Data entries
•••••
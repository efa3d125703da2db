use std::collections::HashMap;
use tracing::{Level, event, instrument};

use crate::store::Store;
use crate::types::category::{CategoriesResponse, CategoryId};
use crate::types::pagination::extract_pagination;
use crate::types::question::CategoryQuestionsPage;

use handle_errors::Error;

#[instrument(skip(store))]
pub async fn get_categories(store: Store) -> Result<impl warp::Reply, warp::Rejection> {
    event!(target: "trivia", Level::INFO, "querying categories");
    let categories = store.get_categories().await;
    if categories.is_empty() {
        return Err(warp::reject::custom(Error::NoCategories));
    }

    Ok(warp::reply::json(&CategoriesResponse {
        success: true,
        categories,
    }))
}

#[instrument(skip(store))]
pub async fn get_category_questions(
    id: i32,
    params: HashMap<String, String>,
    store: Store,
) -> Result<impl warp::Reply, warp::Rejection> {
    let pagination = extract_pagination(params)?;
    let current_category = match store.get_category(CategoryId(id)).await {
        Some(category) => category,
        None => return Err(warp::reject::custom(Error::CategoryNotFound(id))),
    };

    let selection = store.get_questions(Some(current_category.id)).await;
    let questions = pagination.slice(&selection).to_vec();
    if questions.is_empty() {
        return Err(warp::reject::custom(Error::NoQuestions));
    }
    event!(Level::INFO, category = id, page = pagination.page, found = questions.len());

    Ok(warp::reply::json(&CategoryQuestionsPage {
        success: true,
        questions,
        total_questions: selection.len(),
        categories: store.get_categories().await,
        current_category,
    }))
}
pub mod category;
pub mod pagination;
pub mod question;
pub mod quiz;
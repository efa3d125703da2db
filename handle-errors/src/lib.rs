use serde::{Deserialize, Serialize};
use warp::{
    Rejection, Reply,
    filters::{body::BodyDeserializeError, cors::CorsForbidden},
    http::StatusCode,
    reject::Reject,
};

use reqwest::Error as ReqwestError;
use reqwest_middleware::Error as MiddlewareReqwestError;

use tracing::{Level, event, instrument};

#[derive(Debug)]
pub enum Error {
    ParseError(std::num::ParseIntError),
    InvalidPage(usize),
    UnknownField(String),
    InvalidQuestion(String),
    SearchTermTooShort(usize),
    CategoryNotFound(i32),
    QuestionNotFound(i32),
    NoCategories,
    NoQuestions,
    InvalidUrl(String),
    InvalidAddress(std::net::AddrParseError),
    ConfigError(config::ConfigError),
    SerializationError(serde_json::Error),
    ReqwestAPIError(ReqwestError),
    MiddlewareReqwestAPIError(MiddlewareReqwestError),
    // The trivia API answered with a 4xx status.
    ClientError(APILayerError),
    // The trivia API answered with a 5xx status.
    ServerError(APILayerError),
}

/// Status and message taken from an error response of the trivia API.
#[derive(Debug, Clone, PartialEq, Eq)]
pub struct APILayerError {
    pub status: u16,
    pub message: String,
}

impl std::fmt::Display for APILayerError {
    fn fmt(&self, f: &mut std::fmt::Formatter) -> std::fmt::Result {
        write!(f, "Status: {}, Message: {}", self.status, self.message)
    }
}

/// JSON body of every error reply.
#[derive(Serialize, Deserialize, Debug, Clone, PartialEq, Eq)]
pub struct ErrorResponse {
    pub success: bool,
    pub error: u16,
    pub message: String,
}

impl std::fmt::Display for Error {
    fn fmt(&self, f: &mut std::fmt::Formatter) -> std::fmt::Result {
        match self {
            Error::ParseError(err) => {
                write!(f, "Cannot parse parameter: {}", err)
            }
            Error::InvalidPage(page) => {
                write!(f, "Page {} is out of range, pages start at 1", page)
            }
            Error::UnknownField(name) => {
                write!(f, "Unknown form field: {}", name)
            }
            Error::InvalidQuestion(reason) => {
                write!(f, "Invalid question: {}", reason)
            }
            Error::SearchTermTooShort(len) => {
                write!(f, "Search term needs at least 3 characters, got {}", len)
            }
            Error::CategoryNotFound(id) => {
                write!(f, "Category {} not found", id)
            }
            Error::QuestionNotFound(id) => {
                write!(f, "Question {} not found", id)
            }
            Error::NoCategories => {
                write!(f, "No categories available")
            }
            Error::NoQuestions => {
                write!(f, "No questions found")
            }
            Error::InvalidUrl(err) => {
                write!(f, "Invalid API url: {}", err)
            }
            Error::InvalidAddress(err) => {
                write!(f, "Invalid listen address: {}", err)
            }
            Error::ConfigError(err) => {
                write!(f, "Cannot read configuration: {}", err)
            }
            Error::SerializationError(err) => {
                write!(f, "Invalid JSON payload: {}", err)
            }
            Error::ReqwestAPIError(err) => {
                write!(f, "External API error: {}", err)
            }
            Error::MiddlewareReqwestAPIError(err) => {
                write!(f, "External API error: {}", err)
            }
            Error::ClientError(err) => {
                write!(f, "External Client error: {}", err)
            }
            Error::ServerError(err) => {
                write!(f, "External Server error: {}", err)
            }
        }
    }
}

impl std::error::Error for Error {}

impl Reject for Error {}
impl Reject for APILayerError {}

fn reply_with(message: String, status: StatusCode) -> warp::reply::WithStatus<warp::reply::Json> {
    let body = ErrorResponse {
        success: false,
        error: status.as_u16(),
        message,
    };
    warp::reply::with_status(warp::reply::json(&body), status)
}

#[instrument]
pub async fn return_error(r: Rejection) -> Result<impl Reply, Rejection> {
    if let Some(error) = r.find::<Error>() {
        match error {
            Error::CategoryNotFound(_)
            | Error::QuestionNotFound(_)
            | Error::NoCategories
            | Error::NoQuestions => {
                event!(Level::WARN, "{}", error);
                Ok(reply_with(
                    "Resource not found".to_string(),
                    StatusCode::NOT_FOUND,
                ))
            }
            Error::ReqwestAPIError(_)
            | Error::MiddlewareReqwestAPIError(_)
            | Error::ClientError(_)
            | Error::ServerError(_)
            | Error::SerializationError(_)
            | Error::ConfigError(_)
            | Error::InvalidUrl(_)
            | Error::InvalidAddress(_) => {
                event!(Level::ERROR, "{}", error);
                Ok(reply_with(
                    "Internal Server Error".to_string(),
                    StatusCode::INTERNAL_SERVER_ERROR,
                ))
            }
            _ => {
                event!(Level::ERROR, "{}", error);
                Ok(reply_with(error.to_string(), StatusCode::UNPROCESSABLE_ENTITY))
            }
        }
    } else if let Some(error) = r.find::<CorsForbidden>() {
        event!(Level::ERROR, "CORS forbidden error: {}", error);
        Ok(reply_with(error.to_string(), StatusCode::FORBIDDEN))
    } else if let Some(error) = r.find::<BodyDeserializeError>() {
        event!(Level::ERROR, "Cannot deserialize request body: {}", error);
        Ok(reply_with(error.to_string(), StatusCode::UNPROCESSABLE_ENTITY))
    } else if let Some(error) = r.find::<warp::reject::InvalidQuery>() {
        event!(Level::ERROR, "Cannot parse query: {}", error);
        Ok(reply_with(error.to_string(), StatusCode::UNPROCESSABLE_ENTITY))
    } else {
        event!(Level::WARN, "Requested route was not found");
        Ok(reply_with(
            "Resource not found".to_string(),
            StatusCode::NOT_FOUND,
        ))
    }
}
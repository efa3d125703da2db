use serde::{Deserialize, Serialize};

use crate::types::{
    category::Category,
    question::{Question, QuestionId},
};

pub const TROPHY: &str = "🏆";

/// Signal a card sends to its owner.
#[derive(Serialize, Deserialize, Debug, Clone, Copy, PartialEq, Eq)]
#[serde(rename_all = "UPPERCASE")]
pub enum QuestionAction {
    Delete,
}

impl std::fmt::Display for QuestionAction {
    fn fmt(&self, f: &mut std::fmt::Formatter) -> std::fmt::Result {
        match self {
            QuestionAction::Delete => write!(f, "DELETE"),
        }
    }
}

/// One question on screen with a show/hide answer toggle.
///
/// The card never changes the question. Deleting is only signalled to the
/// owner through the callback passed to [`QuestionCard::delete`].
#[derive(Debug, Clone)]
pub struct QuestionCard {
    question: Question,
    category: Category,
    visible_answer: bool,
}

impl QuestionCard {
    pub fn new(question: Question, category: Category) -> Self {
        QuestionCard {
            question,
            category,
            visible_answer: false,
        }
    }

    pub fn id(&self) -> QuestionId {
        self.question.id
    }

    pub fn question(&self) -> &Question {
        &self.question
    }

    pub fn flip_visibility(&mut self) {
        self.visible_answer = !self.visible_answer;
    }

    pub fn is_answer_visible(&self) -> bool {
        self.visible_answer
    }

    pub fn toggle_label(&self) -> &'static str {
        if self.visible_answer {
            "Hide Answer"
        } else {
            "Show Answer"
        }
    }

    /// One trophy per difficulty level.
    pub fn trophies(&self) -> String {
        TROPHY.repeat(self.question.difficulty.max(0) as usize)
    }

    pub fn category_icon(&self) -> String {
        self.category.icon()
    }

    /// Hands `QuestionAction::Delete` to the owner's callback and returns
    /// whatever it returns.
    pub fn delete<F, R>(&self, question_action: F) -> R
    where
        F: FnOnce(QuestionAction) -> R,
    {
        question_action(QuestionAction::Delete)
    }

    pub fn render(&self) -> String {
        let mut out = format!(
            "[{}] #{} {}\nDifficulty: {}\n{}",
            self.category_icon(),
            self.question.id.0,
            self.question.question,
            self.trophies(),
            self.toggle_label(),
        );
        if self.visible_answer {
            out.push_str(&format!("\nAnswer: {}", self.question.answer));
        }
        out
    }
}
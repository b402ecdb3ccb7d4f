//! Run orchestrator: snapshot → drift → plan → validate → confirm → submit.
//!
//! This is the main workflow that ties together all components.

use driftplan::{
    DriftReport, PortfolioSnapshot, RebalanceRequest, TradePlan, Universe, compute_drift,
    rebalance, resolve,
};
use log::info;
use rust_decimal::Decimal;

use crate::audit::{self, AuditLog};
use crate::broker::{AccountState, OrderSink, SnapshotProvider};
use crate::config::{Config, RebalanceConfig};
use crate::error::{Error, Result};
use crate::target::TargetSpec;

/// Options for a rebalance run.
pub struct RunOptions {
    pub dry_run: bool,
    pub force: bool,
    /// Target file, or the transactions file and period targets came from.
    pub target_source: String,
}

/// How a run ended when it did not fail.
#[derive(Debug)]
pub enum RunOutcome {
    /// Every instrument is within tolerance, or no drift survives lot rounding.
    NoRebalanceNeeded(TradePlan),
    DryRun(TradePlan),
    /// The user declined at the confirmation prompt.
    Declined,
    Submitted { orders: usize },
}

struct Loaded {
    state: AccountState,
    snapshot: PortfolioSnapshot,
    universe: Universe,
}

fn load_account(config: &Config, provider: &dyn SnapshotProvider) -> Result<Loaded> {
    let state = provider.fetch()?;
    let fx = config.fx_rates()?;
    let snapshot = state.snapshot(&fx)?;
    let universe = state.universe(&snapshot, &fx)?;
    if universe.is_empty() {
        log::warn!("{}: no held or quoted instruments", provider.source());
    }
    info!(
        "snapshot as of {}: {} holdings, {} tradable, total {:.2} {}",
        state.as_of,
        snapshot.holdings().len(),
        universe.len(),
        snapshot.total_value(),
        fx.base()
    );
    Ok(Loaded {
        state,
        snapshot,
        universe,
    })
}

fn drift_for(config: &Config, target: &TargetSpec, loaded: &Loaded) -> Result<DriftReport> {
    let settings = apply_constraint_overrides(&config.rebalance, target);
    let targets = resolve(
        &target.allocation,
        &loaded.snapshot,
        &loaded.universe,
        settings.unlisted,
    )?;
    Ok(compute_drift(&loaded.snapshot, &targets, &loaded.universe)?)
}

/// Execute a full rebalance run.
pub fn run(
    config: &Config,
    target: &TargetSpec,
    provider: &dyn SnapshotProvider,
    sink: &mut dyn OrderSink,
    opts: &RunOptions,
) -> Result<RunOutcome> {
    // 1. Open audit log
    let mut audit = AuditLog::open(&config.audit_path())?;
    audit::log_run_started(
        &mut audit,
        &opts.target_source,
        &provider.source(),
        &config.account.id,
    )?;

    // 2. Load and normalize the account
    let Loaded {
        state,
        snapshot,
        universe,
    } = load_account(config, provider)?;
    audit::log_snapshot(&mut audit, state.as_of, &snapshot)?;
    println!(
        "Account {} ({}): {:.2} total, {:.2} cash",
        config.account.id,
        config.base_currency(),
        snapshot.total_value(),
        snapshot.cash(),
    );
    display_current_positions(&snapshot);

    // 3. Resolve, drift, plan and validate in one engine call
    let settings = apply_constraint_overrides(&config.rebalance, target);
    let request = RebalanceRequest {
        snapshot,
        targets: target.allocation.clone(),
        universe,
        policy: settings.unlisted,
        params: settings.plan_params(&config.cost),
    };
    let outcome = match rebalance(&request) {
        Ok(outcome) => outcome,
        Err(e) => {
            audit::log_run_failed(&mut audit, &e.to_string())?;
            return Err(e.into());
        }
    };

    audit::log_drift(&mut audit, &outcome.drift)?;
    print!("\n{}", outcome.drift);
    audit::log_plan(&mut audit, &outcome.plan)?;
    print!("\n{}", outcome.plan);

    let plan = outcome.plan;
    if plan.is_empty() {
        println!("\nNo rebalancing needed.");
        audit.log_simple("no_rebalance_needed")?;
        return Ok(RunOutcome::NoRebalanceNeeded(plan));
    }

    println!();
    print!("{}", outcome.validation);
    audit::log_validation(&mut audit, &outcome.validation)?;

    // 4. Dry run stops here
    if opts.dry_run {
        println!("\n[DRY RUN] No orders submitted.");
        return Ok(RunOutcome::DryRun(plan));
    }

    // 5. Confirm
    if !opts.force {
        let confirmed = dialoguer::Confirm::new()
            .with_prompt(format!("Submit {} orders?", plan.orders.len()))
            .default(false)
            .interact()
            .map_err(|e| Error::Aborted(format!("confirmation prompt failed: {e}")))?;

        audit.log(
            "user_confirmed",
            serde_json::json!({ "approved": confirmed }),
        )?;
        if !confirmed {
            println!("Aborted.");
            return Ok(RunOutcome::Declined);
        }
    }

    // 6. Hand off to the sink
    let submitted = sink.submit(&config.account.id, &plan.orders)?;
    audit::log_orders_submitted(&mut audit, submitted, &sink.destination())?;
    audit::log_run_completed(&mut audit, plan.orders.len(), submitted)?;
    println!(
        "\n{submitted} orders submitted. Audit logged to {}",
        config.audit_path().display()
    );

    Ok(RunOutcome::Submitted { orders: submitted })
}

/// Show the drift table for a target without planning.
pub fn show_drift(
    config: &Config,
    target: &TargetSpec,
    provider: &dyn SnapshotProvider,
) -> Result<DriftReport> {
    let loaded = load_account(config, provider)?;
    let drift = drift_for(config, target, &loaded)?;
    print!("{drift}");
    Ok(drift)
}

/// Show normalized holdings and cash.
pub fn show_positions(config: &Config, provider: &dyn SnapshotProvider) -> Result<()> {
    let loaded = load_account(config, provider)?;
    println!(
        "Account {} as of {}: {:.2} {} total, {:.2} cash\n",
        config.account.id,
        loaded.state.as_of.format("%Y-%m-%d %H:%M UTC"),
        loaded.snapshot.total_value(),
        config.base_currency(),
        loaded.snapshot.cash(),
    );
    display_current_positions(&loaded.snapshot);
    Ok(())
}

// === Helpers ===

fn display_current_positions(snapshot: &PortfolioSnapshot) {
    if snapshot.holdings().is_empty() {
        println!("No positions.");
        return;
    }

    let total = snapshot.total_value();
    println!("CURRENT PORTFOLIO:");
    for h in snapshot.holdings() {
        let weight = if total > Decimal::ZERO {
            h.market_value() / total
        } else {
            Decimal::ZERO
        };
        println!(
            "  {:12} {:>10} @ {:>10.2} = {:>12.2}  ({:.1}%)",
            h.instrument(),
            h.quantity().normalize(),
            h.unit_price(),
            h.market_value(),
            weight * Decimal::ONE_HUNDRED,
        );
    }
}

/// Apply the target file's per-run overrides on top of the config.
pub fn apply_constraint_overrides(base: &RebalanceConfig, target: &TargetSpec) -> RebalanceConfig {
    let mut config = base.clone();
    if let Some(ref constraints) = target.constraints {
        if let Some(tolerance) = constraints.tolerance {
            config.tolerance = tolerance;
        }
        if let Some(min_trade) = constraints.min_trade_value {
            config.min_trade_value = min_trade;
        }
        if let Some(mode) = constraints.mode {
            config.mode = mode;
        }
        if let Some(unlisted) = constraints.unlisted {
            config.unlisted = unlisted;
        }
    }
    config
}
•••••
TRY IT
Please restate the records word for word. Go from the first line to the line with "use handle_errors::Error;" and include both.

ANSWER AREA
repository efa3d125703da2db
use std::collections::HashMap;
use tracing::{Level, event, instrument};

use crate::store::Store;
use crate::types::category::{CategoriesResponse, CategoryId};
use crate::types::pagination::extract_pagination;
use crate::types::question::CategoryQuestionsPage;

use handle_errors::Error;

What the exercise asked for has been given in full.